■ Problem details
Go through the listing below and list every line with "SiblingTags".

■ Dataset content
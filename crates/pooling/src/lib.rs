//! Sequence pooling strategies for SWEM pipelines.
//!
//! A [`PoolingLayer`] reduces per-token states `(batch, seq, hidden)` to one
//! vector per sequence `(batch, hidden)`. An optional `(batch, seq)` mask with
//! 1 for real tokens and 0 for padding excludes positions from the reduction.
//! A sequence with every position masked pools to zero.
//! Reductions run in the reduction dtype of the input's precision policy and
//! the result is cast back to the input dtype.

pub mod config;
pub mod hierarchical;
pub mod max;
pub mod mean;

use candle_core::{bail, Result, Tensor};
use layers::{checks, PrecisionPolicy};

pub use config::PoolingConfig;
pub use hierarchical::HierarchicalPooling;
pub use max::MaxPooling;
pub use mean::MeanPooling;

/// Offset that pushes masked positions out of max reductions.
pub(crate) const MASK_FILL: f64 = 1e9;

/// Sequence aggregation capability shared by every pooling strategy.
pub trait PoolingLayer: Send + Sync + std::fmt::Debug {
    /// The configuration this layer was built from.
    fn config(&self) -> PoolingConfig;

    /// Pools `(batch, seq, hidden)` into `(batch, hidden)`.
    fn forward(&self, hidden: &Tensor, mask: Option<&Tensor>) -> Result<Tensor>;
}

/// Builds the strategy registered for `config`.
pub fn build(config: &PoolingConfig) -> Result<Box<dyn PoolingLayer>> {
    tracing::debug!(kind = config.kind(), "building pooling layer");
    Ok(match config {
        PoolingConfig::Max => Box::new(MaxPooling),
        PoolingConfig::Mean => Box::new(MeanPooling),
        PoolingConfig::Hierarchical { window_size } => {
            Box::new(HierarchicalPooling::new(*window_size)?)
        }
    })
}

/// Validated pooling input promoted to the reduction dtype.
pub(crate) struct PoolingInput {
    pub hidden: Tensor,
    /// `(batch, seq, 1)` keep weights, all ones when no mask was supplied.
    pub keep: Tensor,
    pub policy: PrecisionPolicy,
}

impl PoolingInput {
    pub fn new(name: &str, hidden: &Tensor, mask: Option<&Tensor>) -> Result<Self> {
        checks::expect_rank(name, hidden, 3)?;
        let (batch, seq, hidden_dim) = hidden.dims3()?;
        checks::expect_batch_seq_hidden(name, hidden, hidden_dim)?;

        let policy = PrecisionPolicy::from_parameter_dtype(hidden.dtype());
        let compute = policy.cast_for_reduction(hidden)?;
        let keep = match mask {
            Some(mask) => {
                if mask.dims() != [batch, seq] {
                    bail!(
                        "{}: mask expected shape [{}, {}], got {:?}",
                        name,
                        batch,
                        seq,
                        mask.dims()
                    );
                }
                mask.to_dtype(compute.dtype())?.unsqueeze(2)?
            }
            None => Tensor::ones((batch, seq, 1), compute.dtype(), hidden.device())?,
        };
        Ok(Self {
            hidden: compute,
            keep,
            policy,
        })
    }

    /// Zeroes rows with no unmasked token and casts back to the input dtype.
    pub fn finish(&self, pooled: &Tensor) -> Result<Tensor> {
        let has_tokens = self.keep.sum(1)?.clamp(0f64, 1f64)?;
        self.policy
            .cast_to_storage(&pooled.broadcast_mul(&has_tokens)?)
    }
}
use serde::{Deserialize, Serialize};

use super::stats::CharacterStats;

/// Everything the prompts need to know about the character at this turn.
#[derive(Debug, Clone, PartialEq, Serialize, Deserialize)]
#[serde(rename_all = "camelCase")]
pub struct CharacterState {
    pub name: String,
    pub age: u32,
    pub stats: CharacterStats,
    #[serde(default)]
    pub net_worth: i64,
    /// Summaries of earlier turns, oldest first.
    #[serde(default)]
    pub history: Vec<String>,
    #[serde(default)]
    pub life_events: Vec<String>,
}

/// The broad developmental stage a given age falls into.
#[derive(Debug, Clone, Copy, PartialEq, Eq, Hash, Serialize, Deserialize)]
pub enum LifeStage {
    EarlyChildhood,
    Preschool,
    Elementary,
    Older,
}

impl LifeStage {
    pub fn for_age(age: u32) -> Self {
        match age {
            0..=2 => Self::EarlyChildhood,
            3..=5 => Self::Preschool,
            6..=12 => Self::Elementary,
            _ => Self::Older,
        }
    }
}

impl CharacterState {
    pub fn new(name: impl Into<String>, age: u32) -> Self {
        Self {
            name: name.into(),
            age,
            stats: CharacterStats::default(),
            net_worth: 0,
            history: Vec::new(),
            life_events: Vec::new(),
        }
    }

    pub fn life_stage(&self) -> LifeStage {
        LifeStage::for_age(self.age)
    }
}
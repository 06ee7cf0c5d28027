/// Tag vocabulary shared by the prompts and the response assemblers.
///
/// These names are the wire format between the engine and the text model.
/// Renaming or restructuring any of them is a breaking change and must bump
/// [`PROTOCOL_VERSION`].

/// Version of the tag vocabulary below.
pub const PROTOCOL_VERSION: u32 = 1;

pub const SCENARIO: &str = "scenario";

pub const SUMMARY: &str = "summary";
pub const OUTCOME: &str = "outcome";
pub const NOTABLE_LIFE_EVENT: &str = "notableLifeEvent";
pub const LIFE_EVENT_SUMMARY: &str = "lifeEventSummary";

/// Container of zero or more [`RELATIONSHIP`] blocks.
pub const NEW_RELATIONSHIPS: &str = "newRelationships";
pub const RELATIONSHIP: &str = "relationship";
/// Container of zero or more [`REMOVED_RELATIONSHIP`] blocks.
pub const REMOVED_RELATIONSHIPS: &str = "removedRelationships";
pub const REMOVED_RELATIONSHIP: &str = "removedRelationship";

// Fields inside relationship blocks.
pub const NAME: &str = "name";
pub const AGE: &str = "age";
pub const GENDER: &str = "gender";
pub const RELATIONSHIP_TYPE: &str = "relationshipType";
pub const RELATIONSHIP_STATUS: &str = "relationshipStatus";
pub const REASON: &str = "reason";

// Backstory fields. `name` is shared with the relationship blocks.
pub const LOCATION: &str = "location";
pub const SITUATION: &str = "situation";
pub const MOTHER: &str = "mother";
pub const MOTHER_AGE: &str = "motherAge";
pub const MOTHER_RELATIONSHIP: &str = "motherRelationship";
pub const FATHER: &str = "father";
pub const FATHER_AGE: &str = "fatherAge";
pub const FATHER_RELATIONSHIP: &str = "fatherRelationship";

/// `choice1`, `choice2`, `choice3`.
pub fn choice(index: usize) -> String {
    format!("choice{}", index)
}

/// `choice1Stats`, `choice2Stats`, `choice3Stats`.
pub fn choice_stats(index: usize) -> String {
    format!("choice{}Stats", index)
}

/// The four tags describing the sibling at a 1-based index.
#[derive(Debug, Clone, PartialEq, Eq)]
pub struct SiblingTags {
    pub name: String,
    pub age: String,
    pub gender: String,
    pub relationship: String,
}

impl SiblingTags {
    pub fn for_index(index: usize) -> Self {
        Self {
            name: format!("sibling{}", index),
            age: format!("siblingAge{}", index),
            gender: format!("siblingGender{}", index),
            relationship: format!("siblingRelationship{}", index),
        }
    }
}

/// The closing tag that ends one repeated block, e.g. `</relationship>`.
pub fn terminator(block: &str) -> String {
    format!("</{}>", block)
}
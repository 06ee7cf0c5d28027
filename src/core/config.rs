/// Engine configuration, loaded from RON.

use serde::{Deserialize, Serialize};
use std::path::Path;
use std::time::Duration;
use thiserror::Error;

use crate::core::backstory::{DistributionError, SiblingDistribution, SiblingWeight};
use crate::core::outcome::RecordPolicy;
use crate::core::retry::RetryPolicy;

#[derive(Debug, Error)]
pub enum ConfigError {
    #[error("IO error: {0}")]
    Io(#[from] std::io::Error),
    #[error("RON deserialization error: {0}")]
    Ron(#[from] ron::error::SpannedError),
    #[error("sibling distribution: {0}")]
    Siblings(#[from] DistributionError),
}

/// Tunables for a [`LifeSimEngine`](crate::core::pipeline::LifeSimEngine).
///
/// Every field may be omitted from the RON file.
#[derive(Debug, Clone, PartialEq, Eq, Serialize, Deserialize)]
#[serde(default)]
pub struct EngineConfig {
    pub max_attempts: u32,
    pub attempt_timeout_ms: Option<u64>,
    pub record_policy: RecordPolicy,
    pub sibling_weights: Vec<SiblingWeight>,
}

impl Default for EngineConfig {
    fn default() -> Self {
        Self {
            max_attempts: RetryPolicy::DEFAULT_MAX_ATTEMPTS,
            attempt_timeout_ms: None,
            record_policy: RecordPolicy::default(),
            sibling_weights: SiblingDistribution::DEFAULT_WEIGHTS.to_vec(),
        }
    }
}

impl EngineConfig {
    pub fn load_from_ron(path: &Path) -> Result<EngineConfig, ConfigError> {
        let contents = std::fs::read_to_string(path)?;
        Self::parse_ron(&contents)
    }

    pub fn parse_ron(input: &str) -> Result<EngineConfig, ConfigError> {
        Ok(ron::from_str(input)?)
    }

    pub fn retry_policy(&self) -> RetryPolicy {
        let policy = RetryPolicy::new(self.max_attempts);
        match self.attempt_timeout_ms {
            Some(ms) => policy.with_timeout(Duration::from_millis(ms)),
            None => policy,
        }
    }

    pub fn sibling_distribution(&self) -> Result<SiblingDistribution, ConfigError> {
        Ok(SiblingDistribution::new(self.sibling_weights.clone())?)
    }
}

#[cfg(test)]
mod tests {
    use super::*;

    #[test]
    fn empty_ron_gives_defaults() {
        let config = EngineConfig::parse_ron("()").unwrap();
        assert_eq!(config, EngineConfig::default());
        assert_eq!(config.retry_policy(), RetryPolicy::default());
    }

    #[test]
    fn parses_all_fields() {
        let config = EngineConfig::parse_ron(
            r#"(
                max_attempts: 5,
                attempt_timeout_ms: Some(30000),
                record_policy: RejectResponse,
                sibling_weights: [(count: 0, weight: 1), (count: 2, weight: 3)],
            )"#,
        )
        .unwrap();
        assert_eq!(config.max_attempts, 5);
        assert_eq!(config.record_policy, RecordPolicy::RejectResponse);
        let policy = config.retry_policy();
        assert_eq!(policy.max_attempts, 5);
        assert_eq!(policy.attempt_timeout, Some(Duration::from_secs(30)));
        let dist = config.sibling_distribution().unwrap();
        assert_eq!(dist.entries().len(), 2);
    }

    #[test]
    fn rejects_bad_ron() {
        assert!(matches!(
            EngineConfig::parse_ron("(max_attempts: \"three\")"),
            Err(ConfigError::Ron(_))
        ));
    }

    #[test]
    fn zero_weights_fail_distribution() {
        let config = EngineConfig::parse_ron("(sibling_weights: [(count: 1, weight: 0)])").unwrap();
        assert!(matches!(
            config.sibling_distribution(),
            Err(ConfigError::Siblings(_))
        ));
    }

    #[test]
    fn shipped_config_loads() {
        let path = std::path::PathBuf::from("data/engine.ron");
        let config = EngineConfig::load_from_ron(&path).unwrap();
        assert_eq!(config.max_attempts, 3);
        assert!(config.sibling_distribution().is_ok());
    }
}
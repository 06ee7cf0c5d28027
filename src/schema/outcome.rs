use serde::{Deserialize, Serialize};

use super::relationship::{RelationshipRecord, RelationshipRemoval};

/// What came of a choice, as judged by the text model.
#[derive(Debug, Clone, PartialEq, Eq, Serialize, Deserialize)]
#[serde(rename_all = "camelCase")]
pub struct OutcomeResult {
    pub summary: String,
    pub outcome: String,
    pub notable_life_event: bool,
    /// Only ever `Some` when `notable_life_event` is true.
    pub life_event_summary: Option<String>,
    pub new_relationships: Vec<RelationshipRecord>,
    pub removed_relationships: Vec<RelationshipRemoval>,
}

■ Output
pub struct SiblingTags {
impl SiblingTags {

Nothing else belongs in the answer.